How Did They Measure Lat & Long?

Why not do like that Greek fellow and look down a well? On a ship, down a tube, or watch the shadow of a mast?

My post focused on the latitude, but I ought to have further quoted (from the chapter “To find the time at sea, and regulate a watch, by the sun’s altitude”):

So, indeed, Bowditch confirms that the sunrise-and-sunset method is best, unless you happen to be on shore and have an adjusted and collimated transit instrument.

Transit. Not much use on board ship, though.

Yes, any pair of times at equal altitude will work. But if the points are too close to noon, then your precision starts to degrade again.

And looking down a well will only work in the Tropics, and then only once or twice a year: The Sun usually isn’t directly overhead at noon; it’s just the closest to overhead that it’ll get.

Oh, and to find the highest point, given a set of spaced-out measurements (where it’s possible that the highest point is somewhere between two of them):

Start by plotting your points on a page, and then put a diagonal line across the page. Copy your graph, and the line, onto a piece of transparent material. Flip the transparent page over, and overlay it on the original page. Slide the transparency left and right until the two sets of points line up on the same smooth curve. The intersection of the two diagonal lines now gives you the time of the highest point, at the center.

Yes.

ETA anyone interested in the details of all this stuff should take a look at the book.

OK, accounting for changes in declination of the Sun over the course of a single day is further than I would have gone. And if someone had told me I had to take it into account, I’d just do my observations at a solstice.

All this seems so funny in a day when a 10 year old can whip out his cellphone and give you his current global position in seconds.

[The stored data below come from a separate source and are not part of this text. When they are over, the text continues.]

//! Standardized API response envelope.
//!
//! Every response, success or error, carries a numeric `status` mirroring the
//! HTTP code and a human-readable `message`. Errors leave `data` out.

use serde::{Deserialize, Serialize};

/// Response envelope wrapping an optional payload.
#[derive(Debug, Clone, Serialize, Deserialize)]
pub struct ApiResponse<T = ()> {
    pub status: u16,
    pub message: String,
    #[serde(skip_serializing_if = "Option::is_none")]
    pub data: Option<T>,
    #[serde(skip_serializing_if = "Option::is_none")]
    pub pagination: Option<PaginationSummary>,
    /// Request ID for debugging purposes.
    #[serde(
        rename = "requestId",
        skip_serializing_if = "Option::is_none",
        default
    )]
    pub request_id: Option<String>,
}

impl<T> ApiResponse<T> {
    pub fn ok(status: u16, message: impl Into<String>, data: T) -> Self {
        Self {
            status,
            message: message.into(),
            data: Some(data),
            pagination: None,
            request_id: None,
        }
    }

    pub fn page(message: impl Into<String>, data: T, pagination: PaginationSummary) -> Self {
        Self {
            pagination: Some(pagination),
            ..Self::ok(200, message, data)
        }
    }

    pub fn with_request_id(mut self, request_id: impl Into<String>) -> Self {
        self.request_id = Some(request_id.into());
        self
    }
}

impl ApiResponse {
    /// Envelope without a payload, used for deletes and errors.
    pub fn message(status: u16, message: impl Into<String>) -> Self {
        Self {
            status,
            message: message.into(),
            data: None,
            pagination: None,
            request_id: None,
        }
    }

    // Common error constructors
    pub fn bad_request(message: impl Into<String>) -> Self {
        Self::message(400, message)
    }

    pub fn unauthorized(message: impl Into<String>) -> Self {
        Self::message(401, message)
    }

    pub fn not_found(message: impl Into<String>) -> Self {
        Self::message(404, message)
    }

    pub fn conflict(message: impl Into<String>) -> Self {
        Self::message(409, message)
    }

    pub fn internal_error() -> Self {
        Self::message(500, "Internal server error")
    }
}

/// Pagination summary echoed with every search page.
#[derive(Debug, Clone, PartialEq, Eq, Serialize, Deserialize)]
#[serde(rename_all = "camelCase")]
pub struct PaginationSummary {
    pub total_records: u64,
    pub start: u64,
    pub record_size: u64,
    pub order_type: i32,
    pub order_param: String,
}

I thought that the definition of noon was when the sun was directly overhead.

How often do you observe the sun to be directly overhead in central Arkansas?

At noon, I thought.

How did 19th century navigators determine local noon?

The best answer to that is to go outside at noon tomorrow and check.

But to provide more detail on what you’ll inevitably see, in central Arkansas, the noontime Sun will always be somewhere in the southern portion of the sky. It’ll be closer to directly overhead in June, and furthest from it in December, but it’ll always be a decent distance away (at least about 12 degrees).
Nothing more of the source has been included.